Personal information
- Full name: Felipe Martins Dorta
- Date of birth: 17 June 1996 (age 30)
- Place of birth: Erechim, Brazil
- Height: 1.70 m (5 ft 7 in)
- Positions: Left winger; attacking midfielder;

Team information
- Current team: Brühl
- Number: 10

Senior career*
- Years: Team / Apps / (Gls)
- 2012–2014: SC Rheindorf Altach / 24 / (1)
- 2014–2016: LASK / 6 / (1)
- 2014–2017: FC Pasching / 32 / (11)
- 2016: → Austria Salzburg (loan) / 14 / (1)
- 2017: → Wacker Innsbruck (loan) / 4 / (0)
- 2018: Athletico Paranaense / 0 / (0)
- 2018: → CSA (loan) / 0 / (0)
- 2018–2019: Brühl / 10 / (2)
- 2019: Ansan Greeners / 5 / (0)
- 2019: Balzers / 14 / (5)
- 2020–2022: Eschen/Mauren / 29 / (10)
- 2022–: Brühl / 127 / (46)

International career
- 2014: Austria U18 / 3 / (2)
- 2015: Austria U19 / 1 / (0)

= Felipe Dorta =

Austrian footballer

Felipe Dorta (born 17 June 1996) is a professional footballer who plays as a left winger or attacking midfielder for Swiss Promotion League club Brühl.

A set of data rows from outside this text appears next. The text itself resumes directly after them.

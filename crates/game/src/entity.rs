//! The simulated entity aggregate.

use std::collections::BTreeMap;
use std::fmt;
use std::sync::Arc;

use glam::{Quat, Vec3};
use vantage_physics::{
    CharacterMotor, GroundPhase, InputRecord, LookRotation, MovementConfig, MovementStepper, PawnState,
    PhysicalState, StepError, Tick,
};

use crate::error::SimulationError;
use crate::events::{LandingEvent, MovementEvent};
use crate::gravity::{GravityTarget, GravityVolumeBridge, ReplayContext};
use crate::history::InputHistory;
use crate::simulation::{PeerRole, SimulationConfig, TickKind};

/// Unique identifier for entities.
pub type EntityId = u32;

/// What the visual layer reads once per tick. It smooths toward these on
/// its own and never writes back.
#[derive(Debug, Clone, Copy, PartialEq)]
pub struct RenderTargets {
    pub position: Vec3,
    pub rotation: Quat,
    pub look: LookRotation,
    pub crouch_height: f32,
    /// Drives jump, fall and land animation.
    pub ground_phase: GroundPhase,
}

/// One simulated character.
///
/// Owns its physical and pawn state and holds a shared reference to the
/// collision collaborator it moves through.
pub struct Entity {
    /// Unique entity ID.
    pub id: EntityId,

    /// Kinematic state.
    pub physical: PhysicalState,

    /// Jump count, gravity override, look and stance.
    pub pawn: PawnState,

    controlled: bool,
    motor: Arc<dyn CharacterMotor>,

    pub(crate) history: InputHistory,
    /// Received inputs for ticks not simulated yet.
    pub(crate) pending: BTreeMap<Tick, InputRecord>,
    /// Most recent real (not predicted) input.
    pub(crate) last_input: Option<InputRecord>,
    pub(crate) last_snapshot_tick: Option<Tick>,
}

/// How a single tick is being executed.
#[derive(Debug, Clone, Copy)]
pub(crate) struct TickExecution {
    pub tick: Tick,
    pub kind: TickKind,
    pub role: PeerRole,
    pub delta_time: f32,
    /// Look to use instead of applying the input's look delta.
    pub pinned_look: Option<LookRotation>,
    pub context: ReplayContext,
}

impl Entity {
    /// Whether this peer produces the entity's input.
    #[inline]
    pub fn is_controlled(&self) -> bool {
        self.controlled
    }

    pub fn motor(&self) -> &dyn CharacterMotor {
        self.motor.as_ref()
    }

    pub fn history(&self) -> &InputHistory {
        &self.history
    }

    /// Tick of the last snapshot applied.
    pub fn last_snapshot_tick(&self) -> Option<Tick> {
        self.last_snapshot_tick
    }

    pub fn render_targets(&self, config: &MovementConfig) -> RenderTargets {
        RenderTargets {
            position: self.physical.position,
            rotation: self.physical.rotation,
            look: self.pawn.look,
            crouch_height: self.pawn.crouch_height,
            ground_phase: self.pawn.ground_phase(&self.physical, config),
        }
    }

    /// Run one tick. On failure the entity is left exactly as it was and
    /// no events are emitted.
    pub(crate) fn execute(
        &mut self,
        input: &InputRecord,
        execution: &TickExecution,
        stepper: &MovementStepper,
        volumes: &mut GravityVolumeBridge,
        events: &mut Vec<MovementEvent>,
    ) -> Result<(), StepError> {
        let physical = self.physical;
        let pawn = self.pawn;
        let emitted = events.len();

        let result = self.run_tick(input, execution, stepper, volumes, events);
        if result.is_err() {
            self.physical = physical;
            self.pawn = pawn;
            events.truncate(emitted);
        }
        result
    }

    fn run_tick(
        &mut self,
        input: &InputRecord,
        execution: &TickExecution,
        stepper: &MovementStepper,
        volumes: &mut GravityVolumeBridge,
        events: &mut Vec<MovementEvent>,
    ) -> Result<(), StepError> {
        let config = &stepper.config;
        let replay = execution.kind.is_replay();

        // Look is baked into replayed state and must not be applied twice
        match execution.pinned_look {
            Some(look) => self.pawn.look = look,
            None if !replay => self.pawn.apply_look(input.look, config),
            None => {}
        }

        if input.wants_jump() && self.pawn.try_jump(&mut self.physical, config, replay) {
            events.push(MovementEvent::Jumped {
                entity: self.id,
                tick: execution.tick,
                is_replay: replay,
            });
        }
        self.pawn.reset_jumps_if_grounded(&self.physical);

        self.pawn.set_sprint(input.wants_sprint());
        // Observers otherwise keep the crouch the authority last sent
        if self.controlled || execution.role == PeerRole::Server || execution.kind == TickKind::ReplayedCreated {
            self.pawn.set_crouch(input.wants_crouch());
            self.pawn.update_crouch_height(config);
        }

        let intent = self.pawn.move_intent(input.horizontal, input.vertical, config);
        let gravity = self.pawn.active_gravity(config);
        let outcome = stepper.step(&self.physical, &intent, gravity, execution.delta_time, self.motor.as_ref())?;
        self.physical = outcome.state;

        if outcome.landed() {
            events.push(MovementEvent::Landed(LandingEvent {
                entity: self.id,
                tick: execution.tick,
                landed_velocity: outcome.landed_velocity,
                is_authority: execution.role == PeerRole::Server,
                is_replay: replay,
                grounded: self.physical.is_grounded(),
            }));
        }

        if !volumes.is_empty() {
            let position = self.physical.position;
            volumes.update(self, position, &execution.context);
        }

        Ok(())
    }
}

impl GravityTarget for Entity {
    fn gravity_entity(&self) -> EntityId {
        self.id
    }

    fn set_gravity(&mut self, gravity: Vec3, context: &ReplayContext) -> bool {
        if context.is_replaying_entity(self.id) {
            log::debug!("ignoring gravity change to {} for entity {} during replay", gravity, self.id);
            return false;
        }
        self.pawn.set_gravity(gravity, &mut self.physical)
    }
}

impl fmt::Debug for Entity {
    fn fmt(&self, f: &mut fmt::Formatter<'_>) -> fmt::Result {
        f.debug_struct("Entity")
            .field("id", &self.id)
            .field("controlled", &self.controlled)
            .field("physical", &self.physical)
            .field("pawn", &self.pawn)
            .field("history_len", &self.history.len())
            .field("pending", &self.pending.len())
            .field("last_snapshot_tick", &self.last_snapshot_tick)
            .finish_non_exhaustive()
    }
}

/// Explicit construction sequence for an [`Entity`].
///
/// The motor and pawn state are required. The physical state is either
/// given directly or produced by settling at a spawn point.
#[derive(Default)]
pub struct EntityBuilder {
    id: EntityId,
    controlled: bool,
    motor: Option<Arc<dyn CharacterMotor>>,
    physical: Option<PhysicalState>,
    pawn: Option<PawnState>,
    spawn: Option<Vec3>,
}

impl EntityBuilder {
    pub fn new(id: EntityId) -> Self {
        Self {
            id,
            ..Default::default()
        }
    }

    /// Mark the entity as controlled by this peer.
    pub fn controlled(mut self, controlled: bool) -> Self {
        self.controlled = controlled;
        self
    }

    pub fn motor(mut self, motor: Arc<dyn CharacterMotor>) -> Self {
        self.motor = Some(motor);
        self
    }

    pub fn physical(mut self, physical: PhysicalState) -> Self {
        self.physical = Some(physical);
        self
    }

    pub fn pawn(mut self, pawn: PawnState) -> Self {
        self.pawn = Some(pawn);
        self
    }

    /// Settle on the ground below `position` when built.
    pub fn spawn_at(mut self, position: Vec3) -> Self {
        self.spawn = Some(position);
        self
    }

    pub fn build(self, config: &SimulationConfig) -> Result<Entity, SimulationError> {
        let motor = self
            .motor
            .ok_or(SimulationError::MissingCollaborator { component: "character motor" })?;
        let pawn = self
            .pawn
            .ok_or(SimulationError::MissingCollaborator { component: "pawn state" })?;

        let mut physical = match (self.physical, self.spawn) {
            (Some(physical), None) => physical,
            (physical, Some(spawn)) => {
                let mut physical = physical.unwrap_or_default();
                let stepper = MovementStepper::new(config.movement.clone());
                if !stepper.spawn_at(&mut physical, spawn, motor.as_ref()) {
                    log::warn!("no ground below spawn point {} for entity {}", spawn, self.id);
                }
                physical
            }
            (None, None) => {
                return Err(SimulationError::MissingCollaborator { component: "physical state" });
            }
        };
        physical.rotation = pawn.look.body_rotation();

        Ok(Entity {
            id: self.id,
            physical,
            pawn,
            controlled: self.controlled,
            motor,
            history: InputHistory::new(config.history_capacity),
            pending: BTreeMap::new(),
            last_input: None,
            last_snapshot_tick: None,
        })
    }
}

#[cfg(test)]
mod tests {
    use super::*;
    use vantage_physics::PlaneWorld;

    fn config() -> SimulationConfig {
        SimulationConfig::default()
    }

    #[test]
    fn test_builder_requires_motor() {
        let config = config();
        let result = EntityBuilder::new(1)
            .pawn(PawnState::new(&config.movement))
            .physical(PhysicalState::default())
            .build(&config);

        assert!(matches!(
            result,
            Err(SimulationError::MissingCollaborator { component: "character motor" })
        ));
    }

    #[test]
    fn test_builder_requires_pawn() {
        let config = config();
        let result = EntityBuilder::new(1)
            .motor(Arc::new(PlaneWorld::flat(0.0)))
            .physical(PhysicalState::default())
            .build(&config);

        assert!(matches!(
            result,
            Err(SimulationError::MissingCollaborator { component: "pawn state" })
        ));
    }

    #[test]
    fn test_builder_requires_physical_or_spawn() {
        let config = config();
        let result = EntityBuilder::new(1)
            .motor(Arc::new(PlaneWorld::flat(0.0)))
            .pawn(PawnState::new(&config.movement))
            .build(&config);

        assert!(matches!(
            result,
            Err(SimulationError::MissingCollaborator { component: "physical state" })
        ));
    }

    #[test]
    fn test_spawn_settles_on_ground() {
        let config = config();
        let entity = EntityBuilder::new(3)
            .controlled(true)
            .motor(Arc::new(PlaneWorld::flat(1.0)))
            .pawn(PawnState::new(&config.movement))
            .spawn_at(Vec3::new(4.0, 1.5, 0.0))
            .build(&config)
            .unwrap();

        assert!(entity.is_controlled());
        assert!(entity.physical.is_grounded());
        assert!((entity.physical.position.y - 1.0).abs() < 1e-5);
        assert_eq!(entity.history().capacity(), config.history_capacity);
    }

    #[test]
    fn test_gravity_ignored_while_replaying_entity() {
        let config = config();
        let mut entity = EntityBuilder::new(5)
            .motor(Arc::new(PlaneWorld::flat(0.0)))
            .pawn(PawnState::new(&config.movement))
            .physical(PhysicalState::default())
            .build(&config)
            .unwrap();
        let up = Vec3::new(0.0, 9.81, 0.0);

        assert!(!entity.set_gravity(up, &ReplayContext::replay(5, 10, 12)));
        assert_eq!(entity.pawn.gravity_override, config.movement.gravity);

        // Another entity's replay does not block this one
        assert!(entity.set_gravity(up, &ReplayContext::replay(6, 10, 12)));
        assert_eq!(entity.pawn.gravity_override, up);
        assert!(!entity.physical.constrained_to_ground);
    }
}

Born in Brazil, he represented Austria at youth level.

== Club career ==
In July 2019, Dorta joined Liechtensteiner club FC Balzers after a spell with South Korean club Ansan Greeners FC. He left the club in July 2019 and joined FC Balzers.

He left Balzers at the end of 2019 and joined fellow league club USV Eschen/Mauren.

In June 2022, Dorta returned to Brühl.